= Violence against women in Uganda =

Issue that negatively affects various aspects of women's lives

Violence against women in Uganda is an issue that negatively affects various aspects of women's lives. COVID-19 has worsened the current condition for women facing domestic violence. Perceived changing social standards and cultural norms indicate power dynamics which is a primary cause of violence carried out against women. Refugee women in Uganda are uniquely subjugated as they have the least access to gaining social or monetary capital. However, there has been recent legislation aimed at improving the quality of life for Ugandan women and refugee women in Uganda.

==Background==
The United Nations has defined violence against women as "any act of gender-based violence that results in, or is likely to result in, physical, sexual, or mental harm to women." Domestic violence, similar to intimate partner violence (IPV) and sex and gender based violence (SGBV), falls under the umbrella term "violence against women" (VAW). Each of these acts has been deemed a human rights violation and detrimental to public health. These issues are rooted in gender inequalities. Such acts of violence can consist of sexual coercion (including rape), physical beatings, verbal and emotional abuse, and emotional manipulation.

== Statistics ==
Sub-Saharan Africa has the highest reported rates of IPV according to a World Health Organization Report in 2013. In Uganda, the prevalence of violence against women and, more specifically, domestic violence is significant. According to the UN Women Global Database on VAW, 50% of women aged 15–49 have or will experience IPV or SGBV at least once in their lifetime. In 2018, 30% of women aged 15–49 had experienced IPV or SGBV in the last 12 months. In 2011, the Demographic and Health Survey recorded that nearly one out of three women in rural Uganda had been physically violated (punched, kicked, dragged, burnt, strangled, or threatened with weapons). These numbers place Uganda in the top percentile of countries with instances of VAW.

== Implications ==
The consequences of IPV, SGBV, and VAW, in general, are numerous. Women who have experienced acts of violence are subject to being ostracized by society. Women's political power is severely restricted due to strict customary and statutory laws (this is the case across Sub-Saharan Africa). Women who are victims of assault are often considered unworthy of either getting married or remaining in their marriages. Children born of rape and their mothers may be rejected by their families and society at-large. Refugee women are especially at risk of violence in Uganda. Uganda shares a border with South Sudan; due to the conflict in South Sudan, many individuals have had to flee to Uganda. Uganda has the highest refugee population in Africa; 1.45 million refugees make up 3% of Uganda's entire population. Uganda's immigration and refugee policies are considered to be fairly open compared to other countries both in Sub-Saharan Africa as well as the West and the government has taken steps to allowing for greater freedoms and mobilization for refugees. However, due to insufficient resources (both economically and in infrastructure), female refugees are unable to effectively assimilate into Ugandan society. In a study of South Sudanese female refugees, 100% ages 18 and older reported having experienced SGBV at least once.

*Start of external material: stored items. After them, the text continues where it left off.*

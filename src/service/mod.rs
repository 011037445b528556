//! Service layer coupling the metadata, blob, and cache tiers
//!
//! The services own the semantics the API promises across tiers: announced
//! blobs, upload rollback, cascade deletes, and cache invalidation ordering.
//! Handlers never talk to a backend directly.

pub mod record_service;
pub mod store_service;

use std::future::Future;
use std::time::Duration;

use crate::error::StoreError;

/// Install the request-scoped identifiers into the logging context
pub fn set_request_context(store_id: &str, record_id: Option<&str>) {
    log_mdc::insert("store", store_id);
    if let Some(record_id) = record_id {
        log_mdc::insert("record", record_id);
    } else {
        log_mdc::remove("record");
    }
}

/// Run `fut` under the request deadline. On expiry the in-flight backend
/// call is dropped and the caller sees `DeadlineExceeded`; partial effects
/// may persist and the rollback rules of the blob path apply.
pub async fn with_deadline<T, F>(deadline: Duration, fut: F) -> Result<T, StoreError>
where
    F: Future<Output = Result<T, StoreError>>,
{
    match tokio::time::timeout(deadline, fut).await {
        Ok(result) => result,
        Err(_) => Err(StoreError::DeadlineExceeded),
    }
}

/// Reject ids that are empty or would corrupt derived keys
pub fn validate_id(kind: &str, id: &str) -> Result<(), StoreError> {
    if id.is_empty() {
        return Err(StoreError::Invalid(format!("{} must not be empty", kind)));
    }
    if id.contains('#') || id.contains('/') {
        return Err(StoreError::Invalid(format!(
            "{} must not contain '#' or '/'",
            kind
        )));
    }
    Ok(())
}

/// Reject blob names that are empty or would escape the record's key prefix
pub fn validate_blob_name(blob_name: &str) -> Result<(), StoreError> {
    if blob_name.is_empty() {
        return Err(StoreError::Invalid("blob_name must not be empty".to_string()));
    }
    if blob_name.contains('/') {
        return Err(StoreError::Invalid(
            "blob_name must not contain '/'".to_string(),
        ));
    }
    Ok(())
}
//! HTTP request handlers
//!
//! Handlers marshal wire types into service calls and map the shared error
//! taxonomy onto status codes through `ResponseError`. Blob bodies stream in
//! both directions; per-request memory stays bounded regardless of blob
//! size.

use std::io;

use actix_web::http::header;
use actix_web::{web, HttpRequest, HttpResponse};
use bytes::Bytes;
use futures::StreamExt;
use log::debug;
use tokio_stream::wrappers::ReceiverStream;

use crate::api::types::{
    BlobUploadResponse, CreateRecordRequest, CreateStoreRequest, ListBlobsResponse,
    ListStoresParams, ListStoresResponse, MetadataResponse, QueryRecordsParams,
    QueryRecordsResponse, RecordResponse, StoreResponse, UpdateRecordRequest,
};
use crate::app_state::AppState;
use crate::blob::BlobBody;
use crate::error::StoreError;
use crate::model::{Properties, RecordQuery, StorePage};
use crate::service::{set_request_context, with_deadline};

/// Liveness probe. Answers without touching any backend.
pub async fn health() -> HttpResponse {
    HttpResponse::Ok().content_type("text/plain").body("ok")
}

pub async fn create_store(
    state: web::Data<AppState>,
    body: web::Json<CreateStoreRequest>,
) -> Result<HttpResponse, StoreError> {
    let request = body.into_inner();
    set_request_context(&request.store_id, None);
    let store = with_deadline(
        state.request_timeout(),
        state.store_service.create_store(&request.store_id, &request.name),
    )
    .await?;
    Ok(HttpResponse::Ok().json(StoreResponse::from(store)))
}

pub async fn list_stores(
    state: web::Data<AppState>,
    params: web::Query<ListStoresParams>,
) -> Result<HttpResponse, StoreError> {
    let params = params.into_inner();
    let list = with_deadline(
        state.request_timeout(),
        state.store_service.list_stores(StorePage {
            limit: params.limit,
            page_token: params.page_token,
        }),
    )
    .await?;
    Ok(HttpResponse::Ok().json(ListStoresResponse::from(list)))
}

pub async fn get_store(
    state: web::Data<AppState>,
    path: web::Path<String>,
) -> Result<HttpResponse, StoreError> {
    let store_id = path.into_inner();
    set_request_context(&store_id, None);
    let store = with_deadline(
        state.request_timeout(),
        state.store_service.get_store(&store_id),
    )
    .await?;
    Ok(HttpResponse::Ok().json(StoreResponse::from(store)))
}

pub async fn delete_store(
    state: web::Data<AppState>,
    path: web::Path<String>,
) -> Result<HttpResponse, StoreError> {
    let store_id = path.into_inner();
    set_request_context(&store_id, None);
    with_deadline(
        state.request_timeout(),
        state.store_service.delete_store(&store_id),
    )
    .await?;
    Ok(HttpResponse::Ok().finish())
}

pub async fn create_record(
    state: web::Data<AppState>,
    path: web::Path<String>,
    body: web::Json<CreateRecordRequest>,
) -> Result<HttpResponse, StoreError> {
    let store_id = path.into_inner();
    let request = body.into_inner();
    set_request_context(&store_id, Some(&request.record_id));
    let record = with_deadline(
        state.request_timeout(),
        state.record_service.create_record(&store_id, request.into()),
    )
    .await?;
    Ok(HttpResponse::Ok().json(RecordResponse::from(record)))
}

pub async fn query_records(
    state: web::Data<AppState>,
    path: web::Path<String>,
    params: web::Query<QueryRecordsParams>,
) -> Result<HttpResponse, StoreError> {
    let store_id = path.into_inner();
    set_request_context(&store_id, None);
    let query = RecordQuery::from(params.into_inner());
    let records = with_deadline(
        state.request_timeout(),
        state.record_service.query_records(&store_id, query),
    )
    .await?;
    Ok(HttpResponse::Ok().json(QueryRecordsResponse {
        records: records.into_iter().map(RecordResponse::from).collect(),
    }))
}

pub async fn get_record(
    state: web::Data<AppState>,
    path: web::Path<(String, String)>,
) -> Result<HttpResponse, StoreError> {
    let (store_id, record_id) = path.into_inner();
    set_request_context(&store_id, Some(&record_id));
    let record = with_deadline(
        state.request_timeout(),
        state.record_service.get_record(&store_id, &record_id),
    )
    .await?;
    Ok(HttpResponse::Ok().json(RecordResponse::from(record)))
}

pub async fn update_record(
    state: web::Data<AppState>,
    path: web::Path<(String, String)>,
    body: web::Json<UpdateRecordRequest>,
) -> Result<HttpResponse, StoreError> {
    let (store_id, record_id) = path.into_inner();
    set_request_context(&store_id, Some(&record_id));
    let record = with_deadline(
        state.request_timeout(),
        state
            .record_service
            .update_record(&store_id, &record_id, body.into_inner().into()),
    )
    .await?;
    Ok(HttpResponse::Ok().json(RecordResponse::from(record)))
}

pub async fn delete_record(
    state: web::Data<AppState>,
    path: web::Path<(String, String)>,
) -> Result<HttpResponse, StoreError> {
    let (store_id, record_id) = path.into_inner();
    set_request_context(&store_id, Some(&record_id));
    with_deadline(
        state.request_timeout(),
        state.record_service.delete_record(&store_id, &record_id),
    )
    .await?;
    Ok(HttpResponse::Ok().finish())
}

pub async fn list_blobs(
    state: web::Data<AppState>,
    path: web::Path<(String, String)>,
) -> Result<HttpResponse, StoreError> {
    let (store_id, record_id) = path.into_inner();
    set_request_context(&store_id, Some(&record_id));
    let blob_names = with_deadline(
        state.request_timeout(),
        state.record_service.list_blobs(&store_id, &record_id),
    )
    .await?;
    Ok(HttpResponse::Ok().json(ListBlobsResponse { blob_names }))
}

pub async fn upload_blob(
    state: web::Data<AppState>,
    path: web::Path<(String, String, String)>,
    mut payload: web::Payload,
    request: HttpRequest,
) -> Result<HttpResponse, StoreError> {
    let (store_id, record_id, blob_name) = path.into_inner();
    set_request_context(&store_id, Some(&record_id));

    let size = request
        .headers()
        .get(header::CONTENT_LENGTH)
        .and_then(|value| value.to_str().ok())
        .and_then(|value| value.parse::<u64>().ok());
    debug!(
        "upload blob: {}/{}/{}, declared size: {:?}",
        store_id, record_id, blob_name, size
    );

    // Bridge the connection-bound payload stream into a channel the blob
    // tier can consume; the small channel bound keeps memory flat while the
    // backend applies backpressure.
    let (tx, rx) = tokio::sync::mpsc::channel::<Result<Bytes, io::Error>>(8);
    let forward = async move {
        while let Some(chunk) = payload.next().await {
            let item = chunk.map_err(|err| io::Error::new(io::ErrorKind::Other, err.to_string()));
            let failed = item.is_err();
            if tx.send(item).await.is_err() || failed {
                break;
            }
        }
    };
    let body: BlobBody = Box::pin(ReceiverStream::new(rx));
    let upload = with_deadline(
        state.request_timeout(),
        state
            .record_service
            .upload_blob(&store_id, &record_id, &blob_name, body, size),
    );

    let (_, written) = futures::join!(forward, upload);
    let written = written?;
    Ok(HttpResponse::Ok().json(BlobUploadResponse {
        store_id,
        record_id,
        blob_name,
        size: written,
    }))
}

pub async fn download_blob(
    state: web::Data<AppState>,
    path: web::Path<(String, String, String)>,
) -> Result<HttpResponse, StoreError> {
    let (store_id, record_id, blob_name) = path.into_inner();
    set_request_context(&store_id, Some(&record_id));
    let download = with_deadline(
        state.request_timeout(),
        state
            .record_service
            .download_blob(&store_id, &record_id, &blob_name),
    )
    .await?;
    Ok(HttpResponse::Ok()
        .content_type("application/octet-stream")
        .no_chunking(download.size)
        .streaming(download.body))
}

pub async fn delete_blob(
    state: web::Data<AppState>,
    path: web::Path<(String, String, String)>,
) -> Result<HttpResponse, StoreError> {
    let (store_id, record_id, blob_name) = path.into_inner();
    set_request_context(&store_id, Some(&record_id));
    with_deadline(
        state.request_timeout(),
        state
            .record_service
            .delete_blob(&store_id, &record_id, &blob_name),
    )
    .await?;
    Ok(HttpResponse::Ok().finish())
}

pub async fn get_metadata(
    state: web::Data<AppState>,
    path: web::Path<(String, String)>,
) -> Result<HttpResponse, StoreError> {
    let (metadata_type, metadata_id) = path.into_inner();
    let row = with_deadline(
        state.request_timeout(),
        state.store_service.get_metadata(&metadata_type, &metadata_id),
    )
    .await?;
    Ok(HttpResponse::Ok().json(MetadataResponse {
        metadata_type: row.metadata_type,
        metadata_id: row.metadata_id,
        payload: row.payload,
    }))
}

pub async fn set_metadata(
    state: web::Data<AppState>,
    path: web::Path<(String, String)>,
    body: web::Json<Properties>,
) -> Result<HttpResponse, StoreError> {
    let (metadata_type, metadata_id) = path.into_inner();
    with_deadline(
        state.request_timeout(),
        state
            .store_service
            .set_metadata(&metadata_type, &metadata_id, body.into_inner()),
    )
    .await?;
    Ok(HttpResponse::Ok().finish())
}

pub async fn delete_metadata(
    state: web::Data<AppState>,
    path: web::Path<(String, String)>,
) -> Result<HttpResponse, StoreError> {
    let (metadata_type, metadata_id) = path.into_inner();
    with_deadline(
        state.request_timeout(),
        state
            .store_service
            .delete_metadata(&metadata_type, &metadata_id),
    )
    .await?;
    Ok(HttpResponse::Ok().finish())
}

=== Impact of COVID-19 ===
Due to the novel COVID-19, women in Uganda are often confined to their homes where they are more exposed to violence perpetuated against them by their partners, with no social networks to rely on. 46% of Ugandan women reported that they had experienced physical violence as a result of the country-wide lockdown. In addition, the lockdown prevented women from leaving their homes to go to their jobs, run their businesses, attend social gatherings, etc. As a result, women were forced to spend more time in their homes with their abusers.

== Changing policy and perception ==
There have been steps made towards improving conditions for women in Uganda. First, the Succession Bill was updated to allow women to own land and property as well as keep claims to their inheritances. This allows women to become more financially dependent and able to leave abusive households. Second, the Employment Bill was passed which required employers to implement workplace policies against abuse, harassment, and violence. This legislation also protects unpaid domestic workers and refugees searching for employment from being exploited.

It is also necessary for public perception and tolerance of VAW to change. Violence against women in Uganda often occurs as a means to reinforcing gender norms and expectations. For example, women who fail to properly execute household tasks are often subject to abuse from their partners and other male family members. In response, women are advised to remain non-confrontational about this treatment. There is a strong correlation between socioeconomic status and domestic violence; in other words, women who possess lower wealth and/or are less educated are more likely to be victims of domestic violence. An especially important social factor is the bride-price. Bride-prices are symbolic of a woman's worth and men who do not pay high bride-prices are considered less able to sustain a marital relationship. The inherent outcome of placing a price on women is the commodification of their bodies, leading to violence. To that end, modernization (changing economic and social conditions) combined with increasing women's participation in the labor force creates uncertainty and threatens existing gender structures. The transition from traditional patriarchy to modern society leads to violence. VAW and, more specifically, sexual violence, further harms women's reproductive health. Women who are victims of sexual coercion may be unable to make conscious and deliberate use of contraceptives. Uganda has an exceptionally low contraceptive rate at 23% and induced abortions make up 15-30% of maternal deaths. Thus, broad perceptions of women's role in society are the root cause of VAW.